An Observational Study to Examine Ultrasound-Guided Intravenous Placements in Patients With Difficult Intravenous Access

An Observational Study to Examine Ultrasound-Guided Intravenous Placements in Patients With Difficult Intravenous Access

Tuesday, May 19, 2026 5:04 PM to 5:12 PM · 8 min. (America/New_York)
L504 - L505: Level L
Abstracts
Ultrasound

Information

Abstract Number
296
Background and Objectives
Ultrasound guided peripheral intravenous catheter placement (USGIV) has been shown to improve placement success for patients (pts) with difficult intravenous access (DIVA). We sought to determine the number of attempts by emergency medicine (EM) residents/attendings required to achieve functionality for pts with DIVA in an adult emergency department (ED).
Methods
IRB-approved, prospective, observational study. Inclusion: DIVA pts identified by nursing after failed attempts. Exclusion: Pts who were pregnant, in custody, lacking decisional capacity, or in infectious isolation. EM physicians, blinded to the specifics of data collection, placed USG IVs. Monitored, trained, competency-verified research assistants (RA’s) captured the following: training level, number of provider’s previous USGIVs performed, probe cover usage, number of attempts, vein location, successful flush and blood draw, and initial and hourly (up to 3 hrs) patency. USGIV functionality was defined as an USGIV that draws blood and flushes upon placement. Primary outcome: the mean number of attempts to achieve functionality and stratified by training level. Secondary outcome: the proportion of USGIV’s that were functional at 3 hours. Results are reported using means and proportions with 95% CI as appropriate.
Results
170 were screened, and 113 USGIV placements met inclusion/exclusion criteria.
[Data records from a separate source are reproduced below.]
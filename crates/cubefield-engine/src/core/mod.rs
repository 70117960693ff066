//! Core engine-facing contracts.
//!
//! This module defines the interface between the runtime (platform loop)
//! and the application that owns the render core.

mod app;
mod ctx;

pub use app::{App, AppControl};
pub use ctx::FrameCtx;
/// Animation snapshot produced by [`AnimationClock::tick`].
#[derive(Debug, Copy, Clone, PartialEq)]
pub struct AnimationTime {
    /// Accumulated animation angle, in radians.
    pub angle: f32,

    /// Monotonic tick counter (0 for the first tick).
    pub frame_index: u64,
}

/// Fixed-step animation clock.
///
/// Each `tick()` adds `step` to the accumulated angle before returning the
/// snapshot, so the first frame already renders at `step`.
#[derive(Debug, Clone)]
pub struct AnimationClock {
    angle: f32,
    step: f32,
    frame_index: u64,
}

impl AnimationClock {
    /// Default step: 0.002 rad per frame.
    pub const DEFAULT_STEP: f32 = 0.002;

    pub fn new(step: f32) -> Self {
        debug_assert!(step.is_finite());
        Self {
            angle: 0.0,
            step,
            frame_index: 0,
        }
    }

    /// Current angle without advancing.
    pub fn angle(&self) -> f32 {
        self.angle
    }

    /// Advances the clock by one step and returns the new snapshot.
    pub fn tick(&mut self) -> AnimationTime {
        self.angle += self.step;

        let t = AnimationTime {
            angle: self.angle,
            frame_index: self.frame_index,
        };

        self.frame_index = self.frame_index.wrapping_add(1);
        t
    }
}

impl Default for AnimationClock {
    fn default() -> Self {
        Self::new(Self::DEFAULT_STEP)
    }
}

#[cfg(test)]
mod tests {
    use super::*;

    #[test]
    fn first_tick_advances_before_returning() {
        let mut clock = AnimationClock::default();
        let t = clock.tick();
        assert_eq!(t.frame_index, 0);
        assert!((t.angle - 0.002).abs() < 1e-7);
    }

    #[test]
    fn angle_is_frame_counted() {
        let mut clock = AnimationClock::new(0.5);
        for _ in 0..9 {
            clock.tick();
        }
        let t = clock.tick();
        assert_eq!(t.frame_index, 9);
        assert_eq!(t.angle, 5.0);
        assert_eq!(clock.angle(), 5.0);
    }
}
The N (%) by post-graduate year (PGY): PGY1=44 (38.9%); PGY2=37 (32.7%); PGY3= 28(24.8%); Att=2(1.7%). Primary outcome: the mean (95%CI) # attempts overall was 1.22 (1.12,1.33) with no difference between levels of training. Overall, 3-hr patency was 104/113 =92% (95%CI 85.4, 96). Limitations: single, adult, academic ED; spectrum bias as nurses identified DIVA after their unsuccessful attempts.
Conclusion
In our study, we found no difference in the number of attempts to achieve a functional USGIV amongst different levels of training. The 3-hr functionality was very high, and to the best of our knowledge, has not been previously reported for ED DIVA patients.